Iceland has proportionally the highest rate of chlamydia in all of Europe.
“The situation in Iceland is terrifying,” Baldur Tumi Baldursson, head of the sexual health clinic at Landspítali told visir.is
He worries that girls might be infected without knowing it. “There’s a number of young women, up to 5% of women aged 18-25, who are chronically infected without knowing.”
So far this year, more chlamydia occurrences have been registered than at the same time last year. All in all, 1,893 incidents were registered in 2012.
“People laugh at this but it can lead to immense unhappiness later when these women have trouble conceiving,” Baldur adds. He says that young people often don’t realise how serious it can be to catch a sexually transmitted disease and blames authorities for not putting much effort into preventive campaigning against STDs.
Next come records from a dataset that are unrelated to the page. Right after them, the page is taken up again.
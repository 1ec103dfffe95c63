//! Tidestream CLI - Command-line interface
//!
//! Exercises the streaming scheduler against a simulated engine.

mod commands;

use std::path::PathBuf;

use clap::Parser;
use tidestream_core::tracing_setup::{CliLogLevel, TracingOptions, default_logs_dir, init_tracing};

#[derive(Parser)]
#[command(name = "tidestream")]
#[command(about = "Watch torrents while they download")]
#[command(version)]
struct Cli {
    /// Console log level; the log file keeps the full scheduler trace
    #[arg(long, value_enum, default_value_t = CliLogLevel::Warn, global = true)]
    log_level: CliLogLevel,

    /// Directory for the per-run scheduler trace
    #[arg(long, global = true, default_value_os_t = default_logs_dir().to_path_buf())]
    logs_dir: PathBuf,

    #[command(subcommand)]
    command: commands::Commands,
}

#[tokio::main]
async fn main() -> anyhow::Result<()> {
    let cli = Cli::parse();
    let options = TracingOptions::new(cli.log_level.as_tracing_level(), cli.command.torrent_id())
        .with_logs_dir(&cli.logs_dir);
    init_tracing(&options).map_err(|e| anyhow::anyhow!("Failed to initialize tracing: {e}"))?;

    commands::handle_command(cli.command).await
}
The situation is not as bleak when it comes to other STDs, which usually have more obvious symptoms and can therefore be treated on earlier stages. Baldur says that although Iceland has the highest rate of chlamydia in Europe, it might also be partially explained by how good the health care registration directory is here.
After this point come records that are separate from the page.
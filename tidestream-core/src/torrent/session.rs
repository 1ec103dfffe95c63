//! Download session for a single torrent.
//!
//! The session owns the engine handle, builds the [`TorrentDescriptor`] once
//! the engine has checked local data, and routes engine callbacks to the
//! per-file download controllers. Callbacks that arrive before the descriptor
//! exists are buffered in a [`DeferredQueue`] and replayed in order exactly
//! once when it is published.

use std::fmt;
use std::ops::Range;
use std::path::{Path, PathBuf};
use std::sync::Arc;
use std::sync::atomic::{AtomicBool, AtomicU64, Ordering};

use parking_lot::Mutex;
use serde::Serialize;
use tokio::sync::watch;
use tokio::task::JoinHandle;
use tracing::{debug, error, info, warn};

use super::deferred::DeferredQueue;
use super::file::{TorrentFileEntry, TorrentFileHandle};
use super::file_mapper::map_file_pieces;
use super::piece::PieceTable;
use super::stats::DownloadStats;
use super::{PieceIndex, TorrentError};
use crate::config::TidestreamConfig;
use crate::engine::{NativeStats, TorrentEngine, TorrentLayout};
use crate::streaming::DownloadController;
use crate::streaming::priority::{EngineDeadlines, PiecePriorities};

/// Lifecycle of a session. Only ever advances; `Closed` is terminal.
#[derive(Debug, Clone, Copy, PartialEq, Eq, PartialOrd, Ord, Hash, Serialize)]
pub enum SessionState {
    /// Waiting for the engine to check data and report metadata
    Starting,
    /// Descriptor published, files addressable
    Ready,
    /// Engine reported full progress
    Finished,
    Closed,
}

/// Callback invoked with the session on close or delete.
pub type SessionHook = Box<dyn Fn(&TorrentSession) + Send + Sync>;

type DeferredTask = Box<dyn FnOnce(&TorrentSession, &TorrentDescriptor) + Send>;

/// Resolved metadata of a torrent: piece table and file layout.
pub struct TorrentDescriptor {
    table: Arc<PieceTable>,
    piece_length: u32,
    entries: Vec<Arc<TorrentFileEntry>>,
}

impl TorrentDescriptor {
    pub fn table(&self) -> &Arc<PieceTable> {
        &self.table
    }

    pub fn piece_length(&self) -> u32 {
        self.piece_length
    }

    pub fn entries(&self) -> &[Arc<TorrentFileEntry>] {
        &self.entries
    }
}

impl fmt::Debug for TorrentDescriptor {
    fn fmt(&self, f: &mut fmt::Formatter<'_>) -> fmt::Result {
        write!(
            f,
            "TorrentDescriptor(pieces={}, entries={})",
            self.table.len(),
            self.entries.len()
        )
    }
}

#[derive(Default)]
struct HandleRegistry {
    /// (handle id, file index)
    open: Vec<(u64, usize)>,
    next_id: u64,
    closed: bool,
    deleted: bool,
}

/// Bridges one engine torrent handle to per-file download controllers.
pub struct TorrentSession {
    id: String,
    engine: Arc<dyn TorrentEngine>,
    save_directory: PathBuf,
    fast_resume_file: PathBuf,
    config: TidestreamConfig,
    state: watch::Sender<SessionState>,
    descriptor: watch::Sender<Option<Arc<TorrentDescriptor>>>,
    deferred: DeferredQueue<DeferredTask>,
    stats: DownloadStats,
    handles: Mutex<HandleRegistry>,
    housekeeping: Mutex<Option<JoinHandle<()>>>,
    on_close: Option<SessionHook>,
    on_delete: Option<SessionHook>,
}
According to a study carried out in 2004 and 2005, one in every five Icelandic women born after 1973 have been diagnosed with HPV. Laufey Tryggvadóttir, epidemiologist, who carried out the study says that young Icelanders’ sexual behaviour is becoming riskier and riskier.
“It goes without saying that the more people you have sex with, the more likely you’ll wind up with someone with STD,” Laufey told visir.is. In her study, she found that young Icelandic women have sex with more people than women of same age in the other Nordic countries.